Dieses dynamische Duo verkörpert das neue Finnland, das voller Fremder ist. Viele Exilrussen stoßen auf alteingesessene Finnen, die ihnen erst einmal misstrauisch gegenüberstehen. Diese Russen bringen natürlich ihre Eigenheiten mit, so etwa die Steuerhinterziehung, die Schwarzarbeit und vieles mehr. Andererseits bieten sie Cops wie Korhonen einen Zugang zum Riesenreich der Russen, von dem ja ein kleiner Teil, nämlich Karelien, einmal finnisches Staatsgebiet war.

Vielfach wird im Buch an die Winterkriege 1941 bis 1944 hingewiesen, als Sowjets und Finnen (und zeitweilig auch die deutsche Wehrmacht) dieses Gebiet umkämpften (es gibt dazu auch den Spielfilm „Beyond the Frontline“ von 2004). Die finnischen Soldaten, die sich damals für Karelien und die finnische Freiheit „opferten“, sind in den finnischen Legenden längst zu Märtyrern und Helden verklärt worden, ganz besonders der Nationalheld General Mannerheim.

Über den Umweg Viktor Kärppä gelingt es dem Autor, diese finnische Eigenart zu relativieren und einer ganz leisen Kritik zu unterziehen: Übertreiben es die Finnen nicht ein bisschen mit ihrer Heldenverehrung? Der Autor, selbst ein bekannter TV-Journalist, hält seinen Landsleuten den Spiegel vor.

Doch er vergisst nicht, dass er den Leser auch unterhalten muss. Nach einem Mittelteil mit vielen verschlungenen Wendungen und tröpfchenweise errungenen Informationen, der einem humorvoll-ironischen Budday Movie sehr ähnelt, findet der Roman doch noch zu einem mit Action und Spannung geladenen Finale. Hier trifft Viktor endlich auf seinen eigentlichen Gegner. Er denkt, er hat alle Trümpfe in der Hand, doch er lässt sich ablenken. Unversehens hat der Gegner die besseren Karten. Korhonen zum Einsatz!

_Die Übersetzung _

Die Übersetzerin hat nicht nur die wechselnden Ebenen des sprachlichen deutschen Stils gut getroffen, sondern auch unzählige kulturelle Details Finnlands und Russland sicher übertragen. Inwieweit sie dabei eigene Formulierungen hat einfügen müssen, bleibt unklar. Jedenfalls hat sie dazu keine Fußnoten bemüht, die manchen Lesern ja so lästig fallen.

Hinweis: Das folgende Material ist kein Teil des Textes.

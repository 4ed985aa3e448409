// src/routes/offer_routes.rs

use axum::{
    extract::{Path, State},
    http::StatusCode,
    routing::{get, post},
    Json, Router,
};
use chrono::{DateTime, Duration, Utc};
use serde::{Deserialize, Serialize};
use uuid::Uuid;

use crate::{
    error::ApiError,
    middleware::auth_context::ClinicContext,
    models::{AppState, IncentiveType, MoveOfferRow, MoveOfferStatus},
    routes::appointment_routes::fetch_appointment,
};

pub fn router() -> Router<AppState> {
    Router::new()
        .route("/offers", post(create_offer))
        .route("/offers/{offer_id}/respond", post(respond_to_offer))
        .route("/offers/sweep", post(sweep_expired_offers))
        .route("/offers/pending", get(list_pending_offers))
        .route("/offers/expired", get(list_expired_offers))
}

/* ============================================================
   DTOs
   ============================================================ */

#[derive(Debug, Serialize)]
pub struct ApiOk<T> {
    pub data: T,
}

#[derive(Debug, Serialize)]
pub struct MoveOfferDto {
    pub id: Uuid,
    pub original_appointment_id: Uuid,
    pub target_appointment_id: Option<Uuid>,
    pub incentive_type: IncentiveType,
    pub incentive_description: String,
    pub move_score: i32,
    pub status: MoveOfferStatus,
    pub offered_at: DateTime<Utc>,
    pub expires_at: DateTime<Utc>,
    pub responded_at: Option<DateTime<Utc>>,
}

impl From<MoveOfferRow> for MoveOfferDto {
    fn from(row: MoveOfferRow) -> Self {
        MoveOfferDto {
            id: row.move_offer_id,
            original_appointment_id: row.original_appointment_id,
            target_appointment_id: row.target_appointment_id,
            incentive_type: row.incentive_type,
            incentive_description: row.incentive_description,
            move_score: row.move_score,
            status: row.status,
            offered_at: row.offered_at,
            expires_at: row.expires_at,
            responded_at: row.responded_at,
        }
    }
}

const OFFER_COLUMNS: &str = r#"move_offer_id, original_appointment_id, target_appointment_id,
incentive_type, incentive_description, move_score, status, offered_at, expires_at, responded_at"#;

/* ============================================================
   POST /offers
   ============================================================ */

#[derive(Debug, Deserialize)]
pub struct CreateOfferRequest {
    pub appointment_id: Uuid,
    pub incentive_type: IncentiveType,
    pub incentive_description: String,
    pub move_score: i32,
}

pub async fn create_offer(
    State(state): State<AppState>,
    _ctx: ClinicContext,
    Json(req): Json<CreateOfferRequest>,
) -> Result<(StatusCode, Json<ApiOk<MoveOfferDto>>), ApiError> {
    if !(0..=100).contains(&req.move_score) {
        return Err(ApiError::BadRequest(
            "VALIDATION_ERROR",
            "move_score must be between 0 and 100".into(),
        ));
    }
    let description = req.incentive_description.trim();
    if description.is_empty() {
        return Err(ApiError::BadRequest(
            "VALIDATION_ERROR",
            "incentive_description is required".into(),
        ));
    }

    // The original appointment must exist; marking it OFFERING_MOVE is the
    // caller's decision, not ours.
    let appointment = fetch_appointment(&state, req.appointment_id).await?;

    let offered_at = Utc::now();
    let expires_at = offered_at + Duration::hours(state.offer_ttl_hours);

    let row: MoveOfferRow = sqlx::query_as::<_, MoveOfferRow>(&format!(
        r#"
        INSERT INTO move_offer (
          original_appointment_id, incentive_type, incentive_description,
          move_score, status, offered_at, expires_at
        )
        VALUES ($1, $2, $3, $4, $5, $6, $7)
        RETURNING {OFFER_COLUMNS}
        "#
    ))
    .bind(appointment.appointment_id)
    .bind(req.incentive_type as i16)
    .bind(description)
    .bind(req.move_score)
    .bind(MoveOfferStatus::Pending as i16)
    .bind(offered_at)
    .bind(expires_at)
    .fetch_one(&state.db)
    .await
    .map_err(ApiError::db)?;

    tracing::info!(
        offer_id = %row.move_offer_id,
        appointment_id = %row.original_appointment_id,
        expires_at = %row.expires_at,
        "move offer created"
    );

    Ok((StatusCode::CREATED, Json(ApiOk { data: row.into() })))
}

/* ============================================================
   POST /offers/{id}/respond
   ============================================================ */

#[derive(Debug, Clone, Copy, PartialEq, Eq, Deserialize)]
#[serde(rename_all = "SCREAMING_SNAKE_CASE")]
pub enum OfferDecision {
    Accepted,
    Declined,
}

#[derive(Debug, Deserialize)]
pub struct RespondRequest {
    pub decision: OfferDecision,
    /// The replacement appointment, linked only on acceptance.
    pub target_appointment_id: Option<Uuid>,
}

pub async fn respond_to_offer(
    State(state): State<AppState>,
    _ctx: ClinicContext,
    Path(offer_id): Path<Uuid>,
    Json(req): Json<RespondRequest>,
) -> Result<Json<ApiOk<MoveOfferDto>>, ApiError> {
    let next_status = match req.decision {
        OfferDecision::Accepted => MoveOfferStatus::Accepted,
        OfferDecision::Declined => MoveOfferStatus::Declined,
    };
    if req.decision == OfferDecision::Declined && req.target_appointment_id.is_some() {
        return Err(ApiError::BadRequest(
            "VALIDATION_ERROR",
            "target_appointment_id only applies to an accepted offer".into(),
        ));
    }

    // Overdue PENDING offers must be swept before they are treated as
    // actionable; do it lazily for this row so the caller sees InvalidState,
    // not a successful response to a dead offer.
    sqlx::query(
        r#"
        UPDATE move_offer
        SET status = $2, responded_at = now()
        WHERE move_offer_id = $1 AND status = $3 AND expires_at < now()
        "#,
    )
    .bind(offer_id)
    .bind(MoveOfferStatus::Expired as i16)
    .bind(MoveOfferStatus::Pending as i16)
    .execute(&state.db)
    .await
    .map_err(ApiError::db)?;

    // Single conditional update: only a live PENDING offer can transition,
    // so a respond racing a concurrent sweep has exactly one winner.
    let row: Option<MoveOfferRow> = sqlx::query_as::<_, MoveOfferRow>(&format!(
        r#"
        UPDATE move_offer
        SET status = $2,
            responded_at = now(),
            target_appointment_id = $3
        WHERE move_offer_id = $1
          AND status = $4
          AND expires_at > now()
        RETURNING {OFFER_COLUMNS}
        "#
    ))
    .bind(offer_id)
    .bind(next_status as i16)
    .bind(req.target_appointment_id)
    .bind(MoveOfferStatus::Pending as i16)
    .fetch_optional(&state.db)
    .await
    .map_err(ApiError::db)?;

    match row {
        Some(row) => {
            tracing::info!(offer_id = %offer_id, decision = ?req.decision, "move offer resolved");
            Ok(Json(ApiOk { data: row.into() }))
        }
        None => {
            // Distinguish a missing offer from one already terminal.
            let exists: Option<Uuid> =
                sqlx::query_scalar(r#"SELECT move_offer_id FROM move_offer WHERE move_offer_id = $1"#)
                    .bind(offer_id)
                    .fetch_optional(&state.db)
                    .await
                    .map_err(ApiError::db)?;
            match exists {
                Some(_) => Err(ApiError::offer_not_pending()),
                None => Err(ApiError::not_found("move offer")),
            }
        }
    }
}

/* ============================================================
   POST /offers/sweep
   ============================================================ */

#[derive(Debug, Serialize)]
pub struct SweepResponse {
    pub expired_count: i64,
}

/// Expire every overdue PENDING offer. One statement, one transaction:
/// re-running after a partial failure starts from scratch, and a quiet run
/// reports zero and changes nothing.
pub async fn sweep_expired_offers(
    State(state): State<AppState>,
    _ctx: ClinicContext,
) -> Result<Json<ApiOk<SweepResponse>>, ApiError> {
    let expired_count = sweep_expired(&state).await?;
    if expired_count > 0 {
        tracing::info!(expired_count, "move offer sweep expired offers");
    }
    Ok(Json(ApiOk {
        data: SweepResponse { expired_count },
    }))
}

pub(crate) async fn sweep_expired(state: &AppState) -> Result<i64, ApiError> {
    let result = sqlx::query(
        r#"
        UPDATE move_offer
        SET status = $1, responded_at = now()
        WHERE status = $2 AND expires_at < now()
        "#,
    )
    .bind(MoveOfferStatus::Expired as i16)
    .bind(MoveOfferStatus::Pending as i16)
    .execute(&state.db)
    .await
    .map_err(ApiError::db)?;
    Ok(result.rows_affected() as i64)
}

/* ============================================================
   GET /offers/pending, GET /offers/expired
   ============================================================ */

pub async fn list_pending_offers(
    State(state): State<AppState>,
    _ctx: ClinicContext,
) -> Result<Json<ApiOk<Vec<MoveOfferDto>>>, ApiError> {
    // Lazy sweep so the pending list never shows overdue offers.
    sweep_expired(&state).await?;
    list_by_status(&state, MoveOfferStatus::Pending).await
}

pub async fn list_expired_offers(
    State(state): State<AppState>,
    _ctx: ClinicContext,
) -> Result<Json<ApiOk<Vec<MoveOfferDto>>>, ApiError> {
    list_by_status(&state, MoveOfferStatus::Expired).await
}

async fn list_by_status(
    state: &AppState,
    status: MoveOfferStatus,
) -> Result<Json<ApiOk<Vec<MoveOfferDto>>>, ApiError> {
    // Soonest-expiring first, for operator triage.
    let rows: Vec<MoveOfferRow> = sqlx::query_as::<_, MoveOfferRow>(&format!(
        r#"
        SELECT {OFFER_COLUMNS}
        FROM move_offer
        WHERE status = $1
        ORDER BY expires_at ASC
        "#
    ))
    .bind(status as i16)
    .fetch_all(&state.db)
    .await
    .map_err(ApiError::db)?;

    Ok(Json(ApiOk {
        data: rows.into_iter().map(MoveOfferDto::from).collect(),
    }))
}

Weil es keine Fußnoten gibt, muss man sich aber auch mit der Tatsache abfinden, dass manche der russischen Ausdrücke, die Viktor benutzt, einfach so stehen bleiben. Es sind allerdings nie ganze Sätze, so dass man die Wörter leicht online nachschlagen kann.

_Unterm Strich_

Der Krimianteil eines solchen Spannungsroman wird vom Autor zwar nie vernachlässigt, aber auch nicht allzu sehr hervorgehoben, vor allem nicht im Mittelteil. Dort merken wir dann, dass es dem Autor um den Kultur-Clash geht, wenn ehemalige Russen wie Viktor Kärppa und alteingesessene Finnen wie Teppo Korhonen aufeinandertreffen. Dann bekommt jede Kultur mitsamt ihren Helden ihr Fett weg. Der Leser, der schon einiges über die Finnen weiß, etwa durch Arto Paasilinnas humorvolle Romane, ist dabei zweifellos im Vorteil. Denn es gibt im Buch weder ein Glossar noch Fußnoten.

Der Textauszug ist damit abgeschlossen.